As a result we keep on marking all TRBs to No-OP and not calling set tr
deq ptr at all. This ultimately results in frequent ring expansions and
eventually causes ring expansion failure.

I am still not able to figure out why suddenly xHC hw deq ptr gets stuck
to a NO-OP TRB and never moves further.

I have tried workaround for this issue to zero out the entire ring and
reset SW enq and deq ptr to the start of the first seg of the ring and
issuing set tr deq ptr to the same TRB pointed by SW deq ptr just before
issuing the device suspend.

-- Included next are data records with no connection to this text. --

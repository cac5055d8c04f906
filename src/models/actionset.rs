//! Typed view of Kanister `ActionSet` resources.
//!
//! Backups and deletion requests are both `ActionSet`s. Incoming resources are
//! decoded into these types once, at the store boundary, and converted into
//! [`BackupRecord`]s or [`DeletionState`]s. Outgoing deletion requests are
//! encoded from [`DeletionRequest`].

use crate::models::{BackupRecord, BackupStatus, DeletionRequest, DeletionState};
use crate::{Error, Result};
use chrono::{DateTime, Utc};
use serde::{Deserialize, Serialize};
use std::collections::BTreeMap;

/// API version of the `ActionSet` resource.
pub const API_VERSION: &str = "cr.kanister.io/v1alpha1";

/// Kind of the `ActionSet` resource.
pub const KIND: &str = "ActionSet";

/// Action option naming the schedule a backup belongs to.
pub const SCHEDULE_OPTION: &str = "backup-schedule";

/// Artifact holding the backup location.
pub const CLOUD_OBJECT_ARTIFACT: &str = "cloudObject";

/// Key of the backup location inside the artifact.
pub const BACKUP_LOCATION_KEY: &str = "backupLocation";

/// A Kanister `ActionSet`.
#[derive(Debug, Clone, Default, PartialEq, Eq, Serialize, Deserialize)]
#[serde(rename_all = "camelCase")]
pub struct ActionSet {
    /// API version.
    #[serde(default)]
    pub api_version: String,
    /// Resource kind.
    #[serde(default)]
    pub kind: String,
    /// Object metadata.
    #[serde(default)]
    pub metadata: ObjectMeta,
    /// Requested actions.
    #[serde(default, skip_serializing_if = "Option::is_none")]
    pub spec: Option<ActionSetSpec>,
    /// Executor-reported status.
    #[serde(default, skip_serializing_if = "Option::is_none")]
    pub status: Option<ActionSetStatus>,
}

/// Subset of Kubernetes object metadata.
#[derive(Debug, Clone, Default, PartialEq, Eq, Serialize, Deserialize)]
#[serde(rename_all = "camelCase")]
pub struct ObjectMeta {
    /// Resource name.
    #[serde(default, skip_serializing_if = "Option::is_none")]
    pub name: Option<String>,
    /// Resource namespace.
    #[serde(default, skip_serializing_if = "Option::is_none")]
    pub namespace: Option<String>,
    /// RFC 3339 creation timestamp.
    #[serde(default, skip_serializing_if = "Option::is_none")]
    pub creation_timestamp: Option<String>,
}

/// `ActionSet` spec.
#[derive(Debug, Clone, Default, PartialEq, Eq, Serialize, Deserialize)]
pub struct ActionSetSpec {
    /// Actions to run.
    #[serde(default)]
    pub actions: Vec<ActionSpec>,
}

/// One requested action.
#[derive(Debug, Clone, Default, PartialEq, Eq, Serialize, Deserialize)]
pub struct ActionSpec {
    /// Action name, e.g. `backup` or `delete`.
    #[serde(default)]
    pub name: String,
    /// Blueprint implementing the action.
    #[serde(default, skip_serializing_if = "Option::is_none")]
    pub blueprint: Option<String>,
    /// Object the action runs against.
    #[serde(default, skip_serializing_if = "Option::is_none")]
    pub object: Option<ObjectReference>,
    /// Input artifacts.
    #[serde(default, skip_serializing_if = "Option::is_none")]
    pub artifacts: Option<BTreeMap<String, Artifact>>,
    /// Location profile.
    #[serde(default, skip_serializing_if = "Option::is_none")]
    pub profile: Option<ObjectReference>,
    /// Free-form options.
    #[serde(default, skip_serializing_if = "Option::is_none")]
    pub options: Option<BTreeMap<String, String>>,
}

/// Reference to another cluster object.
#[derive(Debug, Clone, Default, PartialEq, Eq, Serialize, Deserialize)]
pub struct ObjectReference {
    /// Object kind.
    #[serde(default, skip_serializing_if = "Option::is_none")]
    pub kind: Option<String>,
    /// Object name.
    #[serde(default)]
    pub name: String,
    /// Object namespace.
    #[serde(default)]
    pub namespace: String,
}

/// An artifact passed between actions.
#[derive(Debug, Clone, Default, PartialEq, Eq, Serialize, Deserialize)]
#[serde(rename_all = "camelCase")]
pub struct Artifact {
    /// Key/value payload.
    #[serde(default, skip_serializing_if = "Option::is_none")]
    pub key_value: Option<BTreeMap<String, String>>,
}

/// `ActionSet` status.
#[derive(Debug, Clone, Default, PartialEq, Eq, Serialize, Deserialize)]
pub struct ActionSetStatus {
    /// Overall state.
    #[serde(default)]
    pub state: Option<String>,
    /// Per-action status.
    #[serde(default)]
    pub actions: Vec<ActionStatus>,
    /// Error reported on failure.
    #[serde(default)]
    pub error: Option<ErrorStatus>,
}

/// Per-action status.
#[derive(Debug, Clone, Default, PartialEq, Eq, Serialize, Deserialize)]
pub struct ActionStatus {
    /// Action name.
    #[serde(default)]
    pub name: Option<String>,
    /// Output artifacts.
    #[serde(default)]
    pub artifacts: Option<BTreeMap<String, Artifact>>,
}

/// Error detail on a failed `ActionSet`.
#[derive(Debug, Clone, Default, PartialEq, Eq, Serialize, Deserialize)]
pub struct ErrorStatus {
    /// Human-readable message.
    #[serde(default)]
    pub message: String,
}

/// A list response.
#[derive(Debug, Clone, Default, Deserialize)]
pub struct ActionSetList {
    /// Listed items.
    #[serde(default)]
    pub items: Vec<ActionSet>,
}

impl ActionSet {
    /// Resource name, if set.
    #[must_use]
    pub fn name(&self) -> Option<&str> {
        self.metadata.name.as_deref()
    }

    fn first_action(&self) -> Option<&ActionSpec> {
        self.spec.as_ref().and_then(|spec| spec.actions.first())
    }

    fn state(&self) -> &str {
        self.status
            .as_ref()
            .and_then(|status| status.state.as_deref())
            .unwrap_or_default()
    }

    /// Converts a backup `ActionSet` into a [`BackupRecord`].
    ///
    /// Returns `Ok(None)` for `ActionSet`s that are not scheduled backups: the
    /// first action's name must start with `backup` and carry a
    /// `backup-schedule` option.
    ///
    /// # Errors
    ///
    /// Returns [`Error::Decode`] if a scheduled backup has no name.
    pub fn to_backup_record(&self) -> Result<Option<BackupRecord>> {
        let Some(action) = self.first_action() else {
            return Ok(None);
        };
        if !action.name.starts_with("backup") {
            return Ok(None);
        }
        let Some(schedule) = action
            .options
            .as_ref()
            .and_then(|options| options.get(SCHEDULE_OPTION))
        else {
            return Ok(None);
        };

        let name = self.name().ok_or_else(|| Error::Decode {
            field: "metadata.name".to_string(),
            cause: format!("backup for schedule '{schedule}' has no name"),
        })?;

        let created_at = self
            .metadata
            .creation_timestamp
            .as_deref()
            .map_or(DateTime::<Utc>::UNIX_EPOCH, parse_timestamp);

        let record = BackupRecord::new(
            name,
            schedule.as_str(),
            BackupStatus::parse(self.state()),
            created_at,
        )
        .with_storage_location(self.backup_location().unwrap_or_default());

        Ok(Some(record))
    }

    fn backup_location(&self) -> Option<&str> {
        self.status
            .as_ref()?
            .actions
            .first()?
            .artifacts
            .as_ref()?
            .get(CLOUD_OBJECT_ARTIFACT)?
            .key_value
            .as_ref()?
            .get(BACKUP_LOCATION_KEY)
            .map(String::as_str)
    }

    /// Observed state of a deletion request.
    #[must_use]
    pub fn deletion_state(&self) -> DeletionState {
        let message = self
            .status
            .as_ref()
            .and_then(|status| status.error.as_ref())
            .map(|error| error.message.clone())
            .filter(|message| !message.is_empty());
        DeletionState::from_parts(self.state(), message)
    }
}

impl From<&DeletionRequest> for ActionSet {
    fn from(request: &DeletionRequest) -> Self {
        let artifacts = request.storage_location_key.as_ref().map(|location| {
            let key_value = BTreeMap::from([(BACKUP_LOCATION_KEY.to_string(), location.clone())]);
            BTreeMap::from([(
                CLOUD_OBJECT_ARTIFACT.to_string(),
                Artifact {
                    key_value: Some(key_value),
                },
            )])
        });

        let profile = request.profile.as_ref().map(|profile| ObjectReference {
            kind: None,
            name: profile.clone(),
            namespace: request.namespace.clone(),
        });

        Self {
            api_version: API_VERSION.to_string(),
            kind: KIND.to_string(),
            metadata: ObjectMeta {
                name: Some(request.name.clone()),
                namespace: Some(request.namespace.clone()),
                creation_timestamp: None,
            },
            spec: Some(ActionSetSpec {
                actions: vec![ActionSpec {
                    name: "delete".to_string(),
                    blueprint: Some(request.blueprint.clone()),
                    object: Some(ObjectReference {
                        kind: Some("namespace".to_string()),
                        name: request.namespace.clone(),
                        namespace: request.namespace.clone(),
                    }),
                    artifacts,
                    profile,
                    options: None,
                }],
            }),
            status: None,
        }
    }
}

/// Parses an RFC 3339 timestamp, falling back to the Unix epoch.
fn parse_timestamp(raw: &str) -> DateTime<Utc> {
    DateTime::parse_from_rfc3339(raw).map_or_else(
        |e| {
            tracing::debug!(timestamp = raw, error = %e, "Unparsable creation timestamp");
            DateTime::<Utc>::UNIX_EPOCH
        },
        |ts| ts.with_timezone(&Utc),
    )
}

#[cfg(test)]
mod tests {
    use super::*;
    use serde_json::json;

    fn backup_json(name: serde_json::Value, action: &str, state: &str) -> serde_json::Value {
        json!({
            "apiVersion": API_VERSION,
            "kind": KIND,
            "metadata": {
                "name": name,
                "namespace": "kanister",
                "creationTimestamp": "2024-03-01T10:00:00Z"
            },
            "spec": {
                "actions": [{
                    "name": action,
                    "blueprint": "pg-blueprint",
                    "options": { "backup-schedule": "daily" }
                }]
            },
            "status": {
                "state": state,
                "actions": [{
                    "name": action,
                    "artifacts": {
                        "cloudObject": { "keyValue": { "backupLocation": "s3://b/daily/1" } }
                    }
                }]
            }
        })
    }

    fn decode(value: serde_json::Value) -> ActionSet {
        serde_json::from_value(value).expect("valid actionset")
    }

    #[test]
    fn test_backup_record_decoded() {
        let actionset = decode(backup_json(json!("backup-abc"), "backup", "complete"));
        let record = actionset
            .to_backup_record()
            .expect("decodes")
            .expect("is a backup");

        assert_eq!(record.name, "backup-abc");
        assert_eq!(record.schedule_name, "daily");
        assert_eq!(record.status, BackupStatus::Complete);
        assert_eq!(record.created_at.to_rfc3339(), "2024-03-01T10:00:00+00:00");
        assert_eq!(record.storage_location_key.as_deref(), Some("s3://b/daily/1"));
        assert!(!record.in_use);
    }

    #[test]
    fn test_backup_prefix_match() {
        let actionset = decode(backup_json(json!("b"), "backup-pg", "running"));
        assert!(actionset.to_backup_record().expect("decodes").is_some());

        let actionset = decode(backup_json(json!("b"), "delete", "running"));
        assert!(actionset.to_backup_record().expect("decodes").is_none());
    }

    #[test]
    fn test_missing_schedule_is_skipped() {
        let mut value = backup_json(json!("b"), "backup", "complete");
        value["spec"]["actions"][0]["options"] = json!({});
        assert!(decode(value).to_backup_record().expect("decodes").is_none());
    }

    #[test]
    fn test_missing_name_is_field_error() {
        let mut value = backup_json(json!("b"), "backup", "complete");
        value["metadata"]
            .as_object_mut()
            .expect("object")
            .remove("name");
        let err = decode(value).to_backup_record().expect_err("name required");
        assert!(matches!(err, Error::Decode { ref field, .. } if field == "metadata.name"));
    }

    #[test]
    fn test_bad_timestamp_and_missing_status_fall_back() {
        let mut value = backup_json(json!("b"), "backup", "complete");
        value["metadata"]["creationTimestamp"] = json!("yesterday");
        value.as_object_mut().expect("object").remove("status");

        let record = decode(value)
            .to_backup_record()
            .expect("decodes")
            .expect("is a backup");
        assert_eq!(record.created_at, DateTime::<Utc>::UNIX_EPOCH);
        assert_eq!(record.status, BackupStatus::Other(String::new()));
        assert!(record.storage_location_key.is_none());
    }

    #[test]
    fn test_deletion_state_reads_error_message() {
        let actionset = decode(json!({
            "metadata": { "name": "delete-b" },
            "status": { "state": "failed", "error": { "message": "bucket gone" } }
        }));
        assert_eq!(
            actionset.deletion_state(),
            DeletionState::Failed {
                message: Some("bucket gone".to_string())
            }
        );
    }

    #[test]
    fn test_deletion_request_encoding() {
        let request = DeletionRequest {
            name: "delete-b".to_string(),
            namespace: "kanister".to_string(),
            backup_name: "b".to_string(),
            blueprint: "pg-blueprint".to_string(),
            storage_location_key: Some("s3://b/k".to_string()),
            profile: None,
        };
        let encoded = serde_json::to_value(ActionSet::from(&request)).expect("serializes");

        assert_eq!(encoded["apiVersion"], API_VERSION);
        assert_eq!(encoded["kind"], KIND);
        assert_eq!(encoded["metadata"]["name"], "delete-b");
        let action = &encoded["spec"]["actions"][0];
        assert_eq!(action["name"], "delete");
        assert_eq!(action["blueprint"], "pg-blueprint");
        assert_eq!(action["object"]["kind"], "namespace");
        assert_eq!(action["object"]["name"], "kanister");
        assert_eq!(
            action["artifacts"]["cloudObject"]["keyValue"]["backupLocation"],
            "s3://b/k"
        );
        assert!(action.get("profile").is_none());
        assert!(encoded.get("status").is_none());
    }
}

I am doing this only for the rings for which
SW enq and deq ptr are not same. This is helping me to get rid of the xHC
deq ptr stuck problem as i am forcing the controller to move to the start
of the ring. But there is a corner case which is not covered with this
workaround.If one the interfaces is aborting the suspend for some reason
multiple times and bus suspend never happened. So driver who unlinked the
urb and get some of the urbs marked NO-OP may run into same issue as my
workaround is part of the bus suspend just before xhci_stop_device() gets
called.

Have you experienced this kind of issue with any xhci controller ? Please
let me know your thoughts.
>
>> >>>> Sounds like a bug. Why num_trbs_in_deq_seg becomes high? How many
>> urbs
>> >>>> are submitted during resume? Normally only isoc transfer triggers
>> ring
>> >>>> expansion with multiple trbs per urb.
>> >>>
>> >>> Let me explain it little further what is being observed in terms
>> >>> of enq , deq ptr:-
>> >>>
>> >>> For example
>> >>> 1)      Let's say First seg of the ring starts with 0xed0d3000
>> >>> which means enq ptr and deq ptr are pointing to this address.

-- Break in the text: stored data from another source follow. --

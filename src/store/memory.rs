//! In-process resource store.
//!
//! [`InMemoryStore`] implements every collaborator trait over plain
//! collections. Deletion requests move through a scripted sequence of states
//! (by default `running` then `complete`), and individual calls can be made to
//! fail, which makes it suitable for exercising the retention engine without a
//! cluster.

use crate::config::{RetentionConfig, ensure_unique_names};
use crate::models::{BackupRecord, DeletionRequest, DeletionState};
use crate::store::{ConfigProvider, DeletionClient, RecordLister};
use crate::{Error, Result};
use std::collections::{BTreeMap, HashSet};
use std::sync::{Mutex, MutexGuard};

/// A call that can be made to fail.
#[derive(Debug, Clone, Copy, PartialEq, Eq, Hash)]
pub enum FailurePoint {
    /// [`RecordLister::list`] for every namespace.
    List,
    /// [`DeletionClient::exists`].
    Exists,
    /// [`DeletionClient::create`].
    Create,
    /// [`DeletionClient::get_status`].
    Status,
    /// [`DeletionClient::delete_resource`].
    Finalize,
    /// [`ConfigProvider::retention_configs`].
    Configs,
}

impl FailurePoint {
    const fn operation(self) -> &'static str {
        match self {
            Self::List => "list_backups",
            Self::Exists => "get_deletion_request",
            Self::Create => "create_deletion_request",
            Self::Status => "get_deletion_status",
            Self::Finalize => "delete_resource",
            Self::Configs => "list_retention_configs",
        }
    }
}

#[derive(Debug)]
struct State {
    backups: BTreeMap<String, Vec<BackupRecord>>,
    /// Status checks made per request, keyed by namespace and name.
    requests: BTreeMap<(String, String), usize>,
    configs: Vec<RetentionConfig>,
    script: Vec<DeletionState>,
    failures: HashSet<FailurePoint>,
    failing_namespaces: HashSet<String>,
    created: Vec<DeletionRequest>,
    deleted: Vec<String>,
}

impl Default for State {
    fn default() -> Self {
        Self {
            backups: BTreeMap::new(),
            requests: BTreeMap::new(),
            configs: Vec::new(),
            script: vec![DeletionState::Running, DeletionState::Complete],
            failures: HashSet::new(),
            failing_namespaces: HashSet::new(),
            created: Vec::new(),
            deleted: Vec::new(),
        }
    }
}

impl State {
    fn check(&self, point: FailurePoint) -> Result<()> {
        if self.failures.contains(&point) {
            return Err(Error::OperationFailed {
                operation: point.operation().to_string(),
                cause: "injected failure".to_string(),
            });
        }
        Ok(())
    }
}

/// Resource store backed by in-process collections.
#[derive(Debug, Default)]
pub struct InMemoryStore {
    state: Mutex<State>,
}

impl InMemoryStore {
    /// Creates an empty store.
    #[must_use]
    pub fn new() -> Self {
        Self::default()
    }

    fn lock(&self) -> MutexGuard<'_, State> {
        match self.state.lock() {
            Ok(guard) => guard,
            Err(poisoned) => {
                tracing::warn!("in-memory store mutex was poisoned, recovering");
                poisoned.into_inner()
            },
        }
    }

    /// Adds a backup to `namespace`. Listing returns backups in insertion order.
    pub fn insert_backup(&self, namespace: &str, backup: BackupRecord) {
        self.lock()
            .backups
            .entry(namespace.to_string())
            .or_default()
            .push(backup);
    }

    /// Adds a deletion request as if an earlier run had submitted it.
    pub fn insert_deletion_request(&self, request: DeletionRequest) {
        let key = (request.namespace.clone(), request.name.clone());
        self.lock().requests.insert(key, 0);
    }

    /// Replaces the retention configs.
    pub fn set_configs(&self, configs: Vec<RetentionConfig>) {
        self.lock().configs = configs;
    }

    /// Sets the states every deletion request reports, one per status check.
    ///
    /// The last state repeats once the sequence is exhausted. An empty
    /// sequence reports `pending` forever.
    pub fn script_deletion_states(&self, states: Vec<DeletionState>) {
        self.lock().script = states;
    }

    /// Makes every subsequent call at `point` fail.
    pub fn fail_at(&self, point: FailurePoint) {
        self.lock().failures.insert(point);
    }

    /// Makes listing `namespace` fail.
    pub fn fail_list_for(&self, namespace: &str) {
        self.lock().failing_namespaces.insert(namespace.to_string());
    }

    /// Removes all injected failures.
    pub fn clear_failures(&self) {
        let mut state = self.lock();
        state.failures.clear();
        state.failing_namespaces.clear();
    }

    /// Deletion requests submitted through [`DeletionClient::create`].
    #[must_use]
    pub fn created_requests(&self) -> Vec<DeletionRequest> {
        self.lock().created.clone()
    }

    /// Names of backups removed through [`DeletionClient::delete_resource`].
    #[must_use]
    pub fn deleted_resources(&self) -> Vec<String> {
        self.lock().deleted.clone()
    }

    /// Backups currently stored in `namespace`.
    #[must_use]
    pub fn backups(&self, namespace: &str) -> Vec<BackupRecord> {
        self.lock()
            .backups
            .get(namespace)
            .cloned()
            .unwrap_or_default()
    }
}

impl RecordLister for InMemoryStore {
    fn list(&self, namespace: &str) -> Result<Vec<BackupRecord>> {
        let state = self.lock();
        state.check(FailurePoint::List)?;
        if state.failing_namespaces.contains(namespace) {
            return Err(Error::OperationFailed {
                operation: FailurePoint::List.operation().to_string(),
                cause: format!("namespace '{namespace}' unavailable"),
            });
        }
        Ok(state.backups.get(namespace).cloned().unwrap_or_default())
    }
}

impl DeletionClient for InMemoryStore {
    fn exists(&self, namespace: &str, name: &str) -> Result<bool> {
        let state = self.lock();
        state.check(FailurePoint::Exists)?;
        let is_request = state
            .requests
            .contains_key(&(namespace.to_string(), name.to_string()));
        let is_backup = state
            .backups
            .get(namespace)
            .is_some_and(|backups| backups.iter().any(|b| b.name == name));
        Ok(is_request || is_backup)
    }

    fn create(&self, request: &DeletionRequest) -> Result<String> {
        let mut state = self.lock();
        state.check(FailurePoint::Create)?;
        let key = (request.namespace.clone(), request.name.clone());
        if state.requests.contains_key(&key) {
            return Err(Error::OperationFailed {
                operation: FailurePoint::Create.operation().to_string(),
                cause: format!("'{}' already exists", request.name),
            });
        }
        state.requests.insert(key, 0);
        state.created.push(request.clone());
        Ok(request.name.clone())
    }

    fn get_status(&self, namespace: &str, name: &str) -> Result<DeletionState> {
        let mut state = self.lock();
        state.check(FailurePoint::Status)?;
        let script = state.script.clone();
        let polls = state
            .requests
            .get_mut(&(namespace.to_string(), name.to_string()))
            .ok_or_else(|| Error::NotFound {
                kind: "actionset".to_string(),
                name: name.to_string(),
            })?;

        let index = (*polls).min(script.len().saturating_sub(1));
        *polls += 1;
        Ok(script.get(index).cloned().unwrap_or(DeletionState::Pending))
    }

    fn delete_resource(&self, namespace: &str, name: &str) -> Result<()> {
        let mut state = self.lock();
        state.check(FailurePoint::Finalize)?;

        let removed = state.backups.get_mut(namespace).and_then(|backups| {
            let pos = backups.iter().position(|b| b.name == name)?;
            Some(backups.remove(pos))
        });
        if removed.is_some() {
            state.deleted.push(name.to_string());
            return Ok(());
        }

        let key = (namespace.to_string(), name.to_string());
        if state.requests.remove(&key).is_some() {
            return Ok(());
        }

        Err(Error::NotFound {
            kind: "actionset".to_string(),
            name: name.to_string(),
        })
    }
}

impl ConfigProvider for InMemoryStore {
    fn retention_configs(&self) -> Result<Vec<RetentionConfig>> {
        let state = self.lock();
        state.check(FailurePoint::Configs)?;
        ensure_unique_names(&state.configs)?;
        Ok(state.configs.clone())
    }
}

>> >>> 2)      Interface driver queuing 10 urbs (one urb represents one
>> >>> trb) enq ptr goes to ed0d30a0.
>> >>> 3)      Interface suspend happened. All 10 urbs are going to get
>> >>> unlinked. For the first urb to be unlinked, it is added to
>> >>> ep->cancelled_td_list  and Stop ep cmd was called (rest of the
>> >>> urbs added to ep->cancelled_td_list before stop ep cmd completed).
>> >>> 4)      When stop ep cmd is completed, for 9 urbs td_to_noop() is
>> >>> called.  For the first urb (for which stop ep cmd was called),
>> >>> xhci_find_new_dequeue_state() gets called which updates deq ptr to
>> >>> next trb (0x ed0d3010) so set tr deq ptr cmd is issued to xhci to
>> >>> set its deq ptr to next trb(0xed0d3010).

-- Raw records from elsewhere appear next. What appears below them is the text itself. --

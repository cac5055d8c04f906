//! # Taweret
//!
//! Retention enforcement for Kanister backups.
//!
//! Backups are recorded in the cluster as `ActionSet` custom resources. For
//! each configured backup schedule, taweret works out which backups still
//! count against the schedule's retention limit, deletes the oldest ones that
//! exceed it, and publishes gauges describing backup health.
//!
//! ## Layout
//!
//! - [`models`]: backup records, status buckets and the `ActionSet` wire shapes
//! - [`config`]: process configuration and per-schedule retention policies
//! - [`retention`]: classification, enforcement, the deletion protocol and metrics reporting
//! - [`store`]: collaborator traits plus the cluster and in-memory resource stores
//! - [`observability`]: logging and Prometheus exporter setup
//!
//! ## Example
//!
//! ```rust,ignore
//! use taweret::retention::{Evaluator, PollConfig};
//! use taweret::store::memory::InMemoryStore;
//! use taweret::observability::RecordingSink;
//!
//! let store = InMemoryStore::new();
//! let sink = RecordingSink::new();
//! let evaluator = Evaluator::new(&store, &store, &sink, PollConfig::default());
//! let report = evaluator.run_cycle(&store)?;
//! println!("{}", report.summary());
//! ```

#![deny(clippy::all)]
#![warn(clippy::pedantic)]
#![warn(clippy::nursery)]
#![warn(missing_docs)]
#![forbid(unsafe_code)]
#![allow(clippy::multiple_crate_versions)]

use thiserror::Error as ThisError;

pub mod config;
pub mod models;
pub mod observability;
pub mod retention;
pub mod store;

pub use config::{MaxAge, RetentionConfig, TaweretConfig};
pub use models::{BackupCounts, BackupRecord, BackupStatus, ClassifiedSet};
pub use retention::{CycleReport, Evaluator, PollConfig, ScheduleOutcome};
pub use store::{ConfigProvider, DeletionClient, MetricsSink, RecordLister};

/// Error type for taweret operations.
///
/// # Error Variant Triggers
///
/// | Variant | Raised When | Scope |
/// |---------|-------------|-------|
/// | `InvalidInput` | Bad CLI or process config values | process |
/// | `OperationFailed` | Transport or I/O failure talking to a collaborator | caller decides |
/// | `NotFound` | The resource store has no object with that name | caller decides |
/// | `Decode` | A resource is missing a required field or has the wrong shape | schedule |
/// | `ConfigParse` | A retention document cannot be decoded | process |
/// | `List` | Backups for a schedule cannot be enumerated | schedule |
/// | `DeletionRequest` | A deletion request cannot be submitted or observed | schedule |
/// | `DeletionTimeout` | A deletion request did not finish within the poll budget | schedule |
/// | `FinalizeDelete` | The original backup resource cannot be removed | schedule |
#[derive(Debug, ThisError)]
pub enum Error {
    /// Invalid input was provided.
    #[error("invalid input: {0}")]
    InvalidInput(String),

    /// An operation against a collaborator failed.
    #[error("operation '{operation}' failed: {cause}")]
    OperationFailed {
        /// The operation that failed.
        operation: String,
        /// The underlying cause.
        cause: String,
    },

    /// The named resource does not exist.
    #[error("{kind} '{name}' not found")]
    NotFound {
        /// Resource kind, e.g. `actionset`.
        kind: String,
        /// Resource name.
        name: String,
    },

    /// A resource failed typed decoding at the ingestion boundary.
    #[error("cannot decode field '{field}': {cause}")]
    Decode {
        /// Dotted path of the offending field.
        field: String,
        /// What was wrong with it.
        cause: String,
    },

    /// A retention configuration document could not be parsed.
    #[error("invalid retention config in {source_name}: {cause}")]
    ConfigParse {
        /// Where the document came from (configmap or file name).
        source_name: String,
        /// The underlying cause.
        cause: String,
    },

    /// Backups for a schedule could not be listed.
    #[error("cannot list backups for schedule '{schedule}': {cause}")]
    List {
        /// Schedule being evaluated.
        schedule: String,
        /// The underlying cause.
        cause: String,
    },

    /// A deletion request could not be submitted or its status fetched.
    #[error("deletion request for backup '{backup}' failed: {cause}")]
    DeletionRequest {
        /// Backup being deleted.
        backup: String,
        /// The underlying cause.
        cause: String,
    },

    /// A deletion request did not reach a terminal state in time.
    #[error("deletion request '{request}' still running after {waited_ms}ms")]
    DeletionTimeout {
        /// Name of the deletion request.
        request: String,
        /// Total time spent waiting.
        waited_ms: u64,
    },

    /// The original backup resource could not be removed.
    #[error("cannot remove backup resource '{backup}': {cause}")]
    FinalizeDelete {
        /// Backup whose resource could not be removed.
        backup: String,
        /// The underlying cause.
        cause: String,
    },
}

impl Error {
    /// Returns `true` for [`Error::NotFound`].
    #[must_use]
    pub const fn is_not_found(&self) -> bool {
        matches!(self, Self::NotFound { .. })
    }

    /// Short stable label used for metrics and structured logs.
    #[must_use]
    pub const fn kind(&self) -> &'static str {
        match self {
            Self::InvalidInput(_) => "invalid_input",
            Self::OperationFailed { .. } => "operation_failed",
            Self::NotFound { .. } => "not_found",
            Self::Decode { .. } => "decode",
            Self::ConfigParse { .. } => "config_parse",
            Self::List { .. } => "list",
            Self::DeletionRequest { .. } => "deletion_request",
            Self::DeletionTimeout { .. } => "deletion_timeout",
            Self::FinalizeDelete { .. } => "finalize_delete",
        }
    }
}

/// Result type alias for taweret operations.
pub type Result<T> = std::result::Result<T, Error>;

#[cfg(test)]
mod tests {
    use super::*;

    #[test]
    fn test_error_display() {
        let err = Error::InvalidInput("bad port".to_string());
        assert_eq!(err.to_string(), "invalid input: bad port");

        let err = Error::DeletionTimeout {
            request: "delete-backup-1".to_string(),
            waited_ms: 1500,
        };
        assert_eq!(
            err.to_string(),
            "deletion request 'delete-backup-1' still running after 1500ms"
        );

        let err = Error::Decode {
            field: "metadata.name".to_string(),
            cause: "missing".to_string(),
        };
        assert_eq!(err.to_string(), "cannot decode field 'metadata.name': missing");
    }

    #[test]
    fn test_error_kind_and_not_found() {
        let err = Error::NotFound {
            kind: "actionset".to_string(),
            name: "delete-x".to_string(),
        };
        assert!(err.is_not_found());
        assert_eq!(err.kind(), "not_found");

        let err = Error::FinalizeDelete {
            backup: "x".to_string(),
            cause: "503".to_string(),
        };
        assert!(!err.is_not_found());
        assert_eq!(err.kind(), "finalize_delete");
    }
}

>> >>> 5)      In set tr deq cmd completion handler
>> >>> update_ring_for_set_deq_completion() gets called which will just
>> >>> increments num_trbs_free to only one, but we unlinked all the
>> >>> urbs. So when interface suspend finished we have enq ptr pointing
>> >>> to 0x ed0d30a0 and dep ptr pointing to 0x ed0d3010. With
>> >>> num_trbs_free only incremented by one.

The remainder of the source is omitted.